Publié en 1971, le roman de William Peter Blatty, The Exorcist, est un carton immédiat, se vendant à plus de treize millions d'exemplaires, rien que sur le sol américain. Hollywood se devait donc de surfer sur cet immense succès, proposant l'adaptation à de nombreux cinéastes tels que Stanley Kubrick, Arthur Penn, John Boorman (qui signera finalement la suite) ou bien encore Peter Bogdanovich, avant que l'auteur lui-même ne place sa confiance en William Friedkin, tout juste remarqué par le hit French Connection.


Comme lui-même possédé par le démon, William Friedkin va littéralement pourrir la vie de son équipe, des comédiens comme du staff technique, se brouillant même avec William Peter Blatty, poussant le réalisme et le perfectionnisme jusqu'au point de non-retour. L'objectif: ancrer le genre de l'épouvante dans le quotidien le plus banal, illustrer son récit avec le plus de véracité possible, un parti-pris hérité du passé de documentariste du réalisateur.


Une approche payante, tant il émane de The Exorcist un sentiment palpable de terreur insidieuse, de malfaisance tapie dans le noir, quelque part, peut-être juste sous nos yeux. Une ambiance lourde, inconfortable, que Friedkin instaure petit à petit, patiemment, pièce par pièce. Loin de se contenter de faire de la publicité pour l'Eglise ou de louer béatement la puissance du Seigneur, le papa de Sorcerer interroge au contraire notre rapport au mystère, à la foi, aux forces étranges et invisibles qui planent sans cesse autour de nous.


Un tournage apocalyptique qui aura cependant permis aux comédiens de donner tout ce qu'ils avaient dans le ventre, qu'il s'agisse de Ellen Burnstyn, juste et poignante en mère dépassée par les événements, du dramaturge Jason Miller, rafraîchissant et coiffant au poteau des grands noms comme Paul Newman ou Jack Nicholson, et de l'immense Max von Sydow, magistralement vieilli par la magie des incroyables maquillages signés Dick Smith. Mais la véritable révélation du film est bien entendu la toute jeunette Linda Blair, adorable petit bout transformé en saloperie tout droit sortie des enfers. La jeune fille est tout simplement stupéfiante, et fait preuve d'une implication physique comme émotionnelle qui laisse encore sans voix.

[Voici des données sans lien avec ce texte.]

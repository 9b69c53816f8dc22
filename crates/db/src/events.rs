//! Post-commit domain events.
//!
//! Listeners run after the posting transaction has committed, so a
//! failing listener can never roll back the ledger. Listener errors are
//! logged and swallowed.

use std::sync::Arc;

use chrono::{DateTime, Utc};
use rust_decimal::Decimal;
use sea_orm::{ActiveModelTrait, DatabaseConnection, Set};
use serde_json::json;
use uuid::Uuid;

use crate::entities::audit_logs;

/// Emitted once a journal entry has been posted and its ledger rows
/// committed.
#[derive(Debug, Clone)]
pub struct JournalEntryPosted {
    /// The posted entry.
    pub entry_id: Uuid,
    /// The branch the entry belongs to.
    pub branch_id: Uuid,
    /// The entry number.
    pub entry_number: String,
    /// The checker who posted it.
    pub posted_by: Uuid,
    /// When it was posted.
    pub posted_at: DateTime<Utc>,
    /// The entry's total (debits == credits).
    pub total_debit: Decimal,
}

/// A post-commit hook for posted entries.
#[async_trait::async_trait]
pub trait PostingListener: Send + Sync {
    /// Handles a posted-entry event. Must not assume it runs inside the
    /// posting transaction.
    async fn handle(&self, event: &JournalEntryPosted);
}

/// Dispatches an event to every listener in order.
pub async fn dispatch(listeners: &[Arc<dyn PostingListener>], event: &JournalEntryPosted) {
    for listener in listeners {
        listener.handle(event).await;
    }
}

/// Writes one audit log row per posted entry.
#[derive(Clone)]
pub struct AuditLogListener {
    db: DatabaseConnection,
}

impl AuditLogListener {
    /// Creates a new audit log listener.
    #[must_use]
    pub const fn new(db: DatabaseConnection) -> Self {
        Self { db }
    }
}

#[async_trait::async_trait]
impl PostingListener for AuditLogListener {
    async fn handle(&self, event: &JournalEntryPosted) {
        let log = audit_logs::ActiveModel {
            branch_id: Set(event.branch_id),
            user_id: Set(event.posted_by),
            action: Set("journal_entry.posted".to_string()),
            entity_type: Set("journal_entry".to_string()),
            entity_id: Set(event.entry_id.to_string()),
            details: Set(Some(json!({
                "entry_number": event.entry_number,
                "total": event.total_debit,
            }))),
            created_at: Set(Utc::now()),
            ..Default::default()
        };

        if let Err(err) = log.insert(&self.db).await {
            tracing::warn!(
                entry_id = %event.entry_id,
                error = %err,
                "failed to write audit log for posted entry"
            );
        }
    }
}
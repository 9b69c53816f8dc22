//! Core posting engine for Saldo.
//!
//! This crate contains pure business logic with ZERO web or database
//! dependencies. All domain types, validation rules, and balance
//! calculations live here.
//!
//! # Modules
//!
//! - `journal` - Journal entry aggregate, validation, control numbers
//! - `posting` - Posting state machine and reversal construction
//! - `ledger` - Running-balance projection arithmetic
//! - `reports` - Financial report assembly

pub mod journal;
pub mod ledger;
pub mod posting;
pub mod reports;
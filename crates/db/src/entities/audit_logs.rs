//! `SeaORM` Entity for the audit_logs table.

use sea_orm::entity::prelude::*;
use serde::{Deserialize, Serialize};

#[derive(Clone, Debug, PartialEq, DeriveEntityModel, Serialize, Deserialize)]
#[sea_orm(table_name = "audit_logs")]
pub struct Model {
    #[sea_orm(primary_key)]
    pub id: i64,
    pub branch_id: Uuid,
    pub user_id: Uuid,
    /// What happened, e.g. "journal_entry.posted".
    pub action: String,
    pub entity_type: String,
    pub entity_id: String,
    pub details: Option<Json>,
    pub created_at: DateTimeUtc,
}

#[derive(Copy, Clone, Debug, EnumIter, DeriveRelation)]
pub enum Relation {}

impl ActiveModelBehavior for ActiveModel {}
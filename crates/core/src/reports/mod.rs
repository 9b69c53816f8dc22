//! Reporting over ledger balances.
//!
//! Pure computation: the storage layer aggregates per-account debit and
//! credit sums and hands them here; everything downstream (columns,
//! sectioning, net income) is arithmetic over those inputs.

mod error;
mod service;
mod types;

pub use error::ReportError;
pub use service::ReportService;
pub use types::{
    AccountActivity, BalanceSheet, IncomeStatement, ReportRow, ReportSection, TrialBalance,
    TrialBalanceRow,
};
//! `SeaORM` Entity for the journal_entry_lines table.

use sea_orm::entity::prelude::*;
use serde::{Deserialize, Serialize};

#[derive(Clone, Debug, PartialEq, DeriveEntityModel, Eq, Serialize, Deserialize)]
#[sea_orm(table_name = "journal_entry_lines")]
pub struct Model {
    #[sea_orm(primary_key, auto_increment = false)]
    pub id: Uuid,
    pub journal_entry_id: Uuid,
    pub account_id: Uuid,
    /// Position of the line within its entry, starting at 0.
    pub line_order: i32,
    pub debit: Decimal,
    pub credit: Decimal,
    /// Accounts-receivable party tag.
    pub customer_id: Option<Uuid>,
    /// Accounts-payable party tag.
    pub supplier_id: Option<Uuid>,
    pub particulars: Option<String>,
    pub created_at: DateTimeUtc,
    pub updated_at: DateTimeUtc,
}

#[derive(Copy, Clone, Debug, EnumIter, DeriveRelation)]
pub enum Relation {
    #[sea_orm(
        belongs_to = "super::journal_entries::Entity",
        from = "Column::JournalEntryId",
        to = "super::journal_entries::Column::Id"
    )]
    JournalEntries,
    #[sea_orm(
        belongs_to = "super::accounts::Entity",
        from = "Column::AccountId",
        to = "super::accounts::Column::Id"
    )]
    Accounts,
}

impl Related<super::journal_entries::Entity> for Entity {
    fn to() -> RelationDef {
        Relation::JournalEntries.def()
    }
}

impl Related<super::accounts::Entity> for Entity {
    fn to() -> RelationDef {
        Relation::Accounts.def()
    }
}

impl ActiveModelBehavior for ActiveModel {}
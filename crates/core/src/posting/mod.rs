//! Posting lifecycle: draft to posted to reversed.
//!
//! Stateless transition checks over the journal entry aggregate. Each
//! operation returns an action struct describing the mutation the
//! storage layer must apply; the checks themselves never touch storage.

mod error;
mod reversal;
mod state;

pub use error::PostingError;
pub use reversal::{
    REVERSAL_DESCRIPTION_PREFIX, REVERSAL_PARTICULARS_PREFIX, ReversalPlan, ReversalService,
    ReversedLine,
};
pub use state::{PostAction, PostingService};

Il ne faudrait pas non plus oublier Mercedes McCambridge, inoubliable voix caverneuse du démon Pazuzu.


Sans être le film le plus effrayant de tous les temps comme aime à le dire sa flatteuse réputation, The Exorcist reste indéniablement un grand moment de cinéma, une proposition marquante d'horreur mainstream. Une histoire à la fois éprouvante, spirituelle et captivante, portée par une mise en scène au cordeau, par un casting impeccable et par une bande son devenue mythique.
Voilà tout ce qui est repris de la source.